## Exercise goal
Which lines of the entries below run from the one holding "pub async fn get_changed_files(&self)" to the one holding "of entries removed.", inclusive? Set down exactly those lines and no others.

-- Data for this task follows --

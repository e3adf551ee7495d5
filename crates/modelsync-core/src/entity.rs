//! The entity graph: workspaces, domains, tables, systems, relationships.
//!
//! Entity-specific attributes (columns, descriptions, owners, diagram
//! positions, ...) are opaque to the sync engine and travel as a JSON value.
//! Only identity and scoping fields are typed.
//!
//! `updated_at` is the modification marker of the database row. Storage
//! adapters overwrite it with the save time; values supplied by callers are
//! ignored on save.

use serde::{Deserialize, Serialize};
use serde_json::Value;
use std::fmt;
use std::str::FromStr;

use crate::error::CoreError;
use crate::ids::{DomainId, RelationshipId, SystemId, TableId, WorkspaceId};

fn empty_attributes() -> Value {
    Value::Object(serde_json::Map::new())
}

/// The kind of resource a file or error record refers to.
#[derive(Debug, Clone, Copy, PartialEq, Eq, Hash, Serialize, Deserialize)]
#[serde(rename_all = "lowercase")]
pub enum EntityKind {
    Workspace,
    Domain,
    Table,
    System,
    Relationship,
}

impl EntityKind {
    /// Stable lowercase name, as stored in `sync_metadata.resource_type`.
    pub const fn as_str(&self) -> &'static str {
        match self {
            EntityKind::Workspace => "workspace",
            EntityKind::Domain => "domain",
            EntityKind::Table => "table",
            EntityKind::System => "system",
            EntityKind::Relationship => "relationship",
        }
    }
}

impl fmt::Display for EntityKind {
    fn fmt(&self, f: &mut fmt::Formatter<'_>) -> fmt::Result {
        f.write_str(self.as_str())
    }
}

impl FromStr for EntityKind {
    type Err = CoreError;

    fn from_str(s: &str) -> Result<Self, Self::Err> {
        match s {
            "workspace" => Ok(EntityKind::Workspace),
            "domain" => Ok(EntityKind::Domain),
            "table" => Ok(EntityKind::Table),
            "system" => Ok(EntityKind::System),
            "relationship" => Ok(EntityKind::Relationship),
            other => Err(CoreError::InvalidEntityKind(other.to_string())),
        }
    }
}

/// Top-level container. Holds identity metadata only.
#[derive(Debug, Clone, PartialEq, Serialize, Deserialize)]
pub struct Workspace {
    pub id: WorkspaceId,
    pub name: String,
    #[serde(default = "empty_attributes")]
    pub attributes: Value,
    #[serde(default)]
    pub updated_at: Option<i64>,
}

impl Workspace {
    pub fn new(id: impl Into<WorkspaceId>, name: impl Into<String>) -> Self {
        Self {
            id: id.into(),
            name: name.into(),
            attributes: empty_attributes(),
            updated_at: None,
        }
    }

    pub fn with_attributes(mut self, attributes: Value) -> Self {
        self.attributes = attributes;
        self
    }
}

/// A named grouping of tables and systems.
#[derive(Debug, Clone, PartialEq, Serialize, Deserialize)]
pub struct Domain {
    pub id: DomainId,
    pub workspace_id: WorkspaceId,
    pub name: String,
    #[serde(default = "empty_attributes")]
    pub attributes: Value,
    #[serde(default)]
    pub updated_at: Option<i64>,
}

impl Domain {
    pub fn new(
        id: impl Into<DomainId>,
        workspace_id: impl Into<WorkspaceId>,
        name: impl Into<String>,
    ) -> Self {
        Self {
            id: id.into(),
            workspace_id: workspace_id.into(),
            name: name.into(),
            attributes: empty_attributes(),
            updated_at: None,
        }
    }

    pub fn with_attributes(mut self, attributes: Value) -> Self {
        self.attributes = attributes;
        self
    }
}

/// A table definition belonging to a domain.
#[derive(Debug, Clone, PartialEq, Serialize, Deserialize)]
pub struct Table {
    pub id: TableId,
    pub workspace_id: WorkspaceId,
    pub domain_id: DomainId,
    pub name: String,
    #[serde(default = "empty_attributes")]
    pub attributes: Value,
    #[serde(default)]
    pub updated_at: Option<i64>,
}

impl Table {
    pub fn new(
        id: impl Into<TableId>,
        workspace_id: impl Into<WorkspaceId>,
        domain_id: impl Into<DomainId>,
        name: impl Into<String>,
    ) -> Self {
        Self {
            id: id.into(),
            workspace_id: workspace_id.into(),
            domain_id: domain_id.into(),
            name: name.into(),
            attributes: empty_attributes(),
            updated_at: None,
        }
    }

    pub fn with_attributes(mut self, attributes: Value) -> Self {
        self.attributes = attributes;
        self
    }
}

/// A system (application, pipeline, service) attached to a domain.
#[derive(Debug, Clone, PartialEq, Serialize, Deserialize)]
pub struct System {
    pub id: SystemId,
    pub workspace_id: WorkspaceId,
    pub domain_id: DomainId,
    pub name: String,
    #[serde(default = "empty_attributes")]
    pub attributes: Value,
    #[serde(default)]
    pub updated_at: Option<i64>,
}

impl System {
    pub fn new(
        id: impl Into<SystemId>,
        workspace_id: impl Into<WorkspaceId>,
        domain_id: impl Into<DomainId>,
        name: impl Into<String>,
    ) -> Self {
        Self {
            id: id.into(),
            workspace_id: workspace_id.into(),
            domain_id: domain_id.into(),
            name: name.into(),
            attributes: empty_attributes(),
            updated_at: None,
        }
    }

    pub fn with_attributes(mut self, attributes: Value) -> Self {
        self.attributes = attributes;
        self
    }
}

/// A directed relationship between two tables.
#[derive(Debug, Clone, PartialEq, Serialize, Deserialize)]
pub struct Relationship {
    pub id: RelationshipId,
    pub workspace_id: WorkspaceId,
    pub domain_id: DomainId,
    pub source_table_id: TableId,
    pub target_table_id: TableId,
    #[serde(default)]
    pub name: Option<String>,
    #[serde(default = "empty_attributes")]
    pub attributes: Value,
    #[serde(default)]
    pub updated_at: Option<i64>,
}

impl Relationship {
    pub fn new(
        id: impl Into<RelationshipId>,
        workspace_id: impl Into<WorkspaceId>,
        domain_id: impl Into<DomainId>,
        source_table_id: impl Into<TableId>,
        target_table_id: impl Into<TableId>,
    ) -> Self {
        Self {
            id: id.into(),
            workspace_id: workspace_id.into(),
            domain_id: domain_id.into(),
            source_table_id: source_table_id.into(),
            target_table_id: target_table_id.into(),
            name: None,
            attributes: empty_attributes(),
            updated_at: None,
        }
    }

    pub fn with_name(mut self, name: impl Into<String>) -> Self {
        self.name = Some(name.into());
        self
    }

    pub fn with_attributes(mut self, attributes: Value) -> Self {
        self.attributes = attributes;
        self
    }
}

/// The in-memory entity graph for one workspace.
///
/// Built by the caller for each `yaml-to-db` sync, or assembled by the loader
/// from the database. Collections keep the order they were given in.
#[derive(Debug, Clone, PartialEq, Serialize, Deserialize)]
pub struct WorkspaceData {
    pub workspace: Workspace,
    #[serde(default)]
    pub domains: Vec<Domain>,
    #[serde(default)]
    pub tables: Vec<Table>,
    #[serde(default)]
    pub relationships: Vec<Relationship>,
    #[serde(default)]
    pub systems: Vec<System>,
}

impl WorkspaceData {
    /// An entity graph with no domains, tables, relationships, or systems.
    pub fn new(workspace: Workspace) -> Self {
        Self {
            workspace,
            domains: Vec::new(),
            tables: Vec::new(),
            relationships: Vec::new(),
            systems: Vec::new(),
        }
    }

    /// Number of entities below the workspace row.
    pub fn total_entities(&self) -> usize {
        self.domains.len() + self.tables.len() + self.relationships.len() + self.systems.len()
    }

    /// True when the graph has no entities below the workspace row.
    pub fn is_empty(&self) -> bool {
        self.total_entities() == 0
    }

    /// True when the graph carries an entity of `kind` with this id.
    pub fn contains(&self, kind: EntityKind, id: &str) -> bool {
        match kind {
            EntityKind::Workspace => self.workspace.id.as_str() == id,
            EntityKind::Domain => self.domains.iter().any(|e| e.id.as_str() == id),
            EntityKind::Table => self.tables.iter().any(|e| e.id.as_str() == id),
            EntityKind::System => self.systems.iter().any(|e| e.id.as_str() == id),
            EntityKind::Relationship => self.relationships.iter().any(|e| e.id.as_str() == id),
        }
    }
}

-- Data for this task concluded --
-- Data for this task follows --

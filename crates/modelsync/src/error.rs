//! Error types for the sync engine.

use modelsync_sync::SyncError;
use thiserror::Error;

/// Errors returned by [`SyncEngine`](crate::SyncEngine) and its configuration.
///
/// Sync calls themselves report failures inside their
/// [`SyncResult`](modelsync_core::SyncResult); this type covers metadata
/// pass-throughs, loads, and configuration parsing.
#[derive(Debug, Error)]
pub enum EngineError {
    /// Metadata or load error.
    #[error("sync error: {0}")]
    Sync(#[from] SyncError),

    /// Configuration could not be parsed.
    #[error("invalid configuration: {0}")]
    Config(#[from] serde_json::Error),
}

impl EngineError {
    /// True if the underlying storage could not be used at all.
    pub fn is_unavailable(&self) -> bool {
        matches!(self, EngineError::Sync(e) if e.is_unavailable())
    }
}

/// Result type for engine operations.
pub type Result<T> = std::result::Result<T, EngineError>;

-- Data for this task concluded --
-- Data for this task follows --

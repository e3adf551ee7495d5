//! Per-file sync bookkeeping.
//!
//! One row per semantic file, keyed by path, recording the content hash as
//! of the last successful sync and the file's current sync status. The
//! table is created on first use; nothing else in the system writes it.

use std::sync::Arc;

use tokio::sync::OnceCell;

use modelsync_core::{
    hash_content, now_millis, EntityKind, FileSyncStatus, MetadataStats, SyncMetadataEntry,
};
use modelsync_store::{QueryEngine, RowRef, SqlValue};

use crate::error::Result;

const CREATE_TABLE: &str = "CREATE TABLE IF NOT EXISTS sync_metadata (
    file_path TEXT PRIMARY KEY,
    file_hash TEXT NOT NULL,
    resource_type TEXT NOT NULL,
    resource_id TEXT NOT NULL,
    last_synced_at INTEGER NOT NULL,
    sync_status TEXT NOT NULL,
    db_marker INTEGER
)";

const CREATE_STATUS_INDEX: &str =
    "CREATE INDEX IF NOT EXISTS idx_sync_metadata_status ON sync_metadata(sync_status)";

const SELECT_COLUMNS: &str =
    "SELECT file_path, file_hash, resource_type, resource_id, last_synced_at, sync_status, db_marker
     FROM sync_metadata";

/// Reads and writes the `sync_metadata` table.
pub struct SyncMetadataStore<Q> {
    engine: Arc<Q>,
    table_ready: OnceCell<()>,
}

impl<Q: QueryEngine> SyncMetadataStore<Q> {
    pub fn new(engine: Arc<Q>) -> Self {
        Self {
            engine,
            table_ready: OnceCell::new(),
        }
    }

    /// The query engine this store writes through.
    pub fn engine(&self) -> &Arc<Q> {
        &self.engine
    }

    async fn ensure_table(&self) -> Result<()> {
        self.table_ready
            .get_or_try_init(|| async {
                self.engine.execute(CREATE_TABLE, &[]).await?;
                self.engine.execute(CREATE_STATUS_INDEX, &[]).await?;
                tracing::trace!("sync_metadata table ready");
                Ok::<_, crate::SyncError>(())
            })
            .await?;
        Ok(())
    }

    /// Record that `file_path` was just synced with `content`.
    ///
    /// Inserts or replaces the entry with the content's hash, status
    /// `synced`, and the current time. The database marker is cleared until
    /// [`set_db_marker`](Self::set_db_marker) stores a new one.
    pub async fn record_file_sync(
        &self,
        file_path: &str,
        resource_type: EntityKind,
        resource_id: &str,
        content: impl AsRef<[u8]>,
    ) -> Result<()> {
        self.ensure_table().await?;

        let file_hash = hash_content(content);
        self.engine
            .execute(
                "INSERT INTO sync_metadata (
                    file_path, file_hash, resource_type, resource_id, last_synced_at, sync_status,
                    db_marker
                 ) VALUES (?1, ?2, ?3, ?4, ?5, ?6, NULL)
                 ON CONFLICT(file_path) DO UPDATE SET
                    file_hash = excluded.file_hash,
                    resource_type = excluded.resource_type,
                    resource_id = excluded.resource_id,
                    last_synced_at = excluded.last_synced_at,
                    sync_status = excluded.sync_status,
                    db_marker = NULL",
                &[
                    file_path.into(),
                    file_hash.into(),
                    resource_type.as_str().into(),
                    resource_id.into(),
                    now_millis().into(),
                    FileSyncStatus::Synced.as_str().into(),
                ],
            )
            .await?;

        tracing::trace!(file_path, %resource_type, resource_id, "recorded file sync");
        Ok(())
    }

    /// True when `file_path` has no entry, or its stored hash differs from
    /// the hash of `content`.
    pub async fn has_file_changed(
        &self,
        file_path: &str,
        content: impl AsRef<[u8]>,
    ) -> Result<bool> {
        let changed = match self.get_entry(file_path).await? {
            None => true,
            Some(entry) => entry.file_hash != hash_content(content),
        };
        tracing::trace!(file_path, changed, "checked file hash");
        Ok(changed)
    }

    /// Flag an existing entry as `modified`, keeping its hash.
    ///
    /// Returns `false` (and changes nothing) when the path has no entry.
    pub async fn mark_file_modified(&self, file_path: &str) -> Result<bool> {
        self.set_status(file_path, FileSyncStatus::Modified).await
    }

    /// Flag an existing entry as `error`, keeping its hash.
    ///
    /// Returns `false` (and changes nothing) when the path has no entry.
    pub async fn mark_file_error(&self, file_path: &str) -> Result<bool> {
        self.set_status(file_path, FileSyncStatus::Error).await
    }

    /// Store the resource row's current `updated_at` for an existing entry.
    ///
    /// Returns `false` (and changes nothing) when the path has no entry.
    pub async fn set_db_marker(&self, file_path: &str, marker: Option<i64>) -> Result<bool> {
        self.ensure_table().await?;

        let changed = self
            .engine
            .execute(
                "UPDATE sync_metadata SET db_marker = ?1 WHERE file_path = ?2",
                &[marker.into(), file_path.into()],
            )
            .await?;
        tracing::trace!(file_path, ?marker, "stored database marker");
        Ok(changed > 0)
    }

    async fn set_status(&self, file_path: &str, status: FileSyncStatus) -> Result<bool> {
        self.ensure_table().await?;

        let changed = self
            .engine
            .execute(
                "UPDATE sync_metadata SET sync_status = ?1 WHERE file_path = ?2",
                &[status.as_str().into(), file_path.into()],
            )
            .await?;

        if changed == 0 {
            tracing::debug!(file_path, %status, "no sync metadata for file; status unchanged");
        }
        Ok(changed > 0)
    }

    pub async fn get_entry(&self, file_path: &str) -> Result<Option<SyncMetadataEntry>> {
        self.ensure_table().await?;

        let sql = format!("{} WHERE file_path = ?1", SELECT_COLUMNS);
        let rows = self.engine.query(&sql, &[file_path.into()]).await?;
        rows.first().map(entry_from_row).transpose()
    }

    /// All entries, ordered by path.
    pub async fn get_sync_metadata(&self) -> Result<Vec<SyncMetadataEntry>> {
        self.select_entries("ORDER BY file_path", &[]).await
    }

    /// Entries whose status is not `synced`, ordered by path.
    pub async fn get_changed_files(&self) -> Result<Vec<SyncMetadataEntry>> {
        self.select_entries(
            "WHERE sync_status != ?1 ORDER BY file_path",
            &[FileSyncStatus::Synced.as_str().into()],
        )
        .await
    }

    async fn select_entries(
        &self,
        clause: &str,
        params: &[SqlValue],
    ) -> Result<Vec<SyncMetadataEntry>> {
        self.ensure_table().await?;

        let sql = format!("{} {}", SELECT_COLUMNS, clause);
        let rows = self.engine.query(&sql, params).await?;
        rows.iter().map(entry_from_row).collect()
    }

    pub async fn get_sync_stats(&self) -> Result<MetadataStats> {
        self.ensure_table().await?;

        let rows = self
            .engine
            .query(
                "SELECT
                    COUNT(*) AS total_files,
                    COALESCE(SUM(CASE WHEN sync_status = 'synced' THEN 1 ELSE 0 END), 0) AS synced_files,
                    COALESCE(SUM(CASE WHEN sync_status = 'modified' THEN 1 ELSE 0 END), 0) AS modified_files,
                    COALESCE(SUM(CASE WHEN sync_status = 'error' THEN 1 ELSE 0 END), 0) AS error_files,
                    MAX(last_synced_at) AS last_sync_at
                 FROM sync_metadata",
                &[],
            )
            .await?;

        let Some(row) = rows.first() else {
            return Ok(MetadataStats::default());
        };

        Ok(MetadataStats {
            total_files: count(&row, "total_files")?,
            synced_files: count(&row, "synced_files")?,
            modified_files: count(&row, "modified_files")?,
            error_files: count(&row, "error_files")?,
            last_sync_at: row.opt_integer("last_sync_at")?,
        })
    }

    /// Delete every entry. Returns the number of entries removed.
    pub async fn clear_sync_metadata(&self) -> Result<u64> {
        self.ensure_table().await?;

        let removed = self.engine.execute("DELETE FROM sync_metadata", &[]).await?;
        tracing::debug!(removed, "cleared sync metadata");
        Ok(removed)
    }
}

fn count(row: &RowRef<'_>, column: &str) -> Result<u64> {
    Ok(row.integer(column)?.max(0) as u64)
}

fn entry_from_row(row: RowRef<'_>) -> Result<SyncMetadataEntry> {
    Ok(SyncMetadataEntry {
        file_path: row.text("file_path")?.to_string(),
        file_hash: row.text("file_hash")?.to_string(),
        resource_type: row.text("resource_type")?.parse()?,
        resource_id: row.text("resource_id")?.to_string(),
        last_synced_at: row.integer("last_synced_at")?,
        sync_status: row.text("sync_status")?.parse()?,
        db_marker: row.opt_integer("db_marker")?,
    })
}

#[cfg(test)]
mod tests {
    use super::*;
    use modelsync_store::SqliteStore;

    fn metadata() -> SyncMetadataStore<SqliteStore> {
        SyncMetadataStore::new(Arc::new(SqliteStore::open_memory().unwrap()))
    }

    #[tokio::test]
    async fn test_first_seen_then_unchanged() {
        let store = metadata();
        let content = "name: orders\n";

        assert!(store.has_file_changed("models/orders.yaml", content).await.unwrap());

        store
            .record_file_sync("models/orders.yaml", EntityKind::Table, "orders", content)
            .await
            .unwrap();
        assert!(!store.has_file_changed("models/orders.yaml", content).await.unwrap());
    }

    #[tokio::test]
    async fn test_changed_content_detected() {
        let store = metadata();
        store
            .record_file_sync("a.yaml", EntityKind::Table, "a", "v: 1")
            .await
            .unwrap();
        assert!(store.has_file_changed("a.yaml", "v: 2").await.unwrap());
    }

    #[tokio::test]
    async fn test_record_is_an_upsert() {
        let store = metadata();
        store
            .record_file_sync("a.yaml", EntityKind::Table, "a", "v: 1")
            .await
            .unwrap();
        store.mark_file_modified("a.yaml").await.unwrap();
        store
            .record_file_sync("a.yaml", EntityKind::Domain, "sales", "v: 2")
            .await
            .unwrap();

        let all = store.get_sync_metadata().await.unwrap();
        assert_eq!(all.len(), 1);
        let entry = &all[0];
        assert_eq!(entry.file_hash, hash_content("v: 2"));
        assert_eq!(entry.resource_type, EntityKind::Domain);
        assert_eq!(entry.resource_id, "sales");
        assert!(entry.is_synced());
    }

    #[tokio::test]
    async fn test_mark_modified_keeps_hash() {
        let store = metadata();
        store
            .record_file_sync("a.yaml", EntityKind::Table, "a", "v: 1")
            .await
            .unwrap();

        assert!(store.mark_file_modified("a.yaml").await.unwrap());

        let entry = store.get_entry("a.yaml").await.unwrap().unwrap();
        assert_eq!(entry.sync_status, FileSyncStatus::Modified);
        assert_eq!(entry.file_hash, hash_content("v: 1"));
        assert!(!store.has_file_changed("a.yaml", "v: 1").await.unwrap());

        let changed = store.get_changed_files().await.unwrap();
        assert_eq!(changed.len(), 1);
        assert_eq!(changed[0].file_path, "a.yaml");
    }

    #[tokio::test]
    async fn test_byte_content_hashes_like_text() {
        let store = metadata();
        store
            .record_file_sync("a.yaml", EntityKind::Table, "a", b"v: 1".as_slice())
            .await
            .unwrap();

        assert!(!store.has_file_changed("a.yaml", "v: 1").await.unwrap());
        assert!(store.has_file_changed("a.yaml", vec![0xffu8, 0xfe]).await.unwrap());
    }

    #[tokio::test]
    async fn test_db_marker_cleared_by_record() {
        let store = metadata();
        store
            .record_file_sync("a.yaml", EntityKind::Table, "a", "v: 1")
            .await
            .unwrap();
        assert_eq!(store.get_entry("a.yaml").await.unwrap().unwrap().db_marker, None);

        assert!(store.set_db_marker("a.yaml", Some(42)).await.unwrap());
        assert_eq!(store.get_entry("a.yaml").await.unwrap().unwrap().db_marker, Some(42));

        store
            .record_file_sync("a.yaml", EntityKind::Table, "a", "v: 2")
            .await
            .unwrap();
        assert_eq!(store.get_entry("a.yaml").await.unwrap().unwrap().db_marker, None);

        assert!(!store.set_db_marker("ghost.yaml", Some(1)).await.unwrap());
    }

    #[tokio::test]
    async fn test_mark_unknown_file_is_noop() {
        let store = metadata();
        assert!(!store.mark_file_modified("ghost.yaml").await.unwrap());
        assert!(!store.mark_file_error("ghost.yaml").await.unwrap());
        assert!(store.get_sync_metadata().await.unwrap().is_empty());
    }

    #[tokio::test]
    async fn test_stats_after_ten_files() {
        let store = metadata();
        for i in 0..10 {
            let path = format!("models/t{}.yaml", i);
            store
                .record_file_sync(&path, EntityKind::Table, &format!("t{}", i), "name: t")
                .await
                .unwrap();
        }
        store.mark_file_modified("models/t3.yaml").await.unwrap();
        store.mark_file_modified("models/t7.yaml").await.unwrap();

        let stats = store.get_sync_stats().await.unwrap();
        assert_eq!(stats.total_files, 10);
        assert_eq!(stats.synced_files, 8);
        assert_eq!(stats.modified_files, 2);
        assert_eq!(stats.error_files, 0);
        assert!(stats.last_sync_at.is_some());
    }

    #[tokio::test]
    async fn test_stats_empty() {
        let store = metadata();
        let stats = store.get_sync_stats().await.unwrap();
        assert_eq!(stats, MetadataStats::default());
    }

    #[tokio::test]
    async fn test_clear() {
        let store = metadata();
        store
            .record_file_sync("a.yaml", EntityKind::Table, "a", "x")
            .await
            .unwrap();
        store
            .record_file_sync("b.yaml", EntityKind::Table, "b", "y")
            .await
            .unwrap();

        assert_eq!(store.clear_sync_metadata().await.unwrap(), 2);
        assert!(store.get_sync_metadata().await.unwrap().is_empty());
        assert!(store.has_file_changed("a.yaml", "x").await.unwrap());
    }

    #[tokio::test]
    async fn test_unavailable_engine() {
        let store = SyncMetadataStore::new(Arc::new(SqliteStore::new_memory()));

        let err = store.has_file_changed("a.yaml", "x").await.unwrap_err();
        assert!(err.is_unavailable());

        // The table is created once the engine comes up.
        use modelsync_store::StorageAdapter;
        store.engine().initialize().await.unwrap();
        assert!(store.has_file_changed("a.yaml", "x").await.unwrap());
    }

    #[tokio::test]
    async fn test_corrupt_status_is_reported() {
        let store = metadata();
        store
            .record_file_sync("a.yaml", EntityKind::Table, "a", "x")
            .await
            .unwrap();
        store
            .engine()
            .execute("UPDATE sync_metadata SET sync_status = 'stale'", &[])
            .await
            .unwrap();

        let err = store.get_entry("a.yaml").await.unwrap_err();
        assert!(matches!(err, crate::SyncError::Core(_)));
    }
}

-- Data for this task concluded --

## Task answer
    pub async fn get_changed_files(&self) -> Result<Vec<SyncMetadataEntry>> {
        self.select_entries(
            "WHERE sync_status != ?1 ORDER BY file_path",
            &[FileSyncStatus::Synced.as_str().into()],
        )
        .await
    }

    async fn select_entries(
        &self,
        clause: &str,
        params: &[SqlValue],
    ) -> Result<Vec<SyncMetadataEntry>> {
        self.ensure_table().await?;

        let sql = format!("{} {}", SELECT_COLUMNS, clause);
        let rows = self.engine.query(&sql, params).await?;
        rows.iter().map(entry_from_row).collect()
    }

    pub async fn get_sync_stats(&self) -> Result<MetadataStats> {
        self.ensure_table().await?;

        let rows = self
            .engine
            .query(
                "SELECT
                    COUNT(*) AS total_files,
                    COALESCE(SUM(CASE WHEN sync_status = 'synced' THEN 1 ELSE 0 END), 0) AS synced_files,
                    COALESCE(SUM(CASE WHEN sync_status = 'modified' THEN 1 ELSE 0 END), 0) AS modified_files,
                    COALESCE(SUM(CASE WHEN sync_status = 'error' THEN 1 ELSE 0 END), 0) AS error_files,
                    MAX(last_synced_at) AS last_sync_at
                 FROM sync_metadata",
                &[],
            )
            .await?;

        let Some(row) = rows.first() else {
            return Ok(MetadataStats::default());
        };

        Ok(MetadataStats {
            total_files: count(&row, "total_files")?,
            synced_files: count(&row, "synced_files")?,
            modified_files: count(&row, "modified_files")?,
            error_files: count(&row, "error_files")?,
            last_sync_at: row.opt_integer("last_sync_at")?,
        })
    }

    /// Delete every entry. Returns the number of entries removed.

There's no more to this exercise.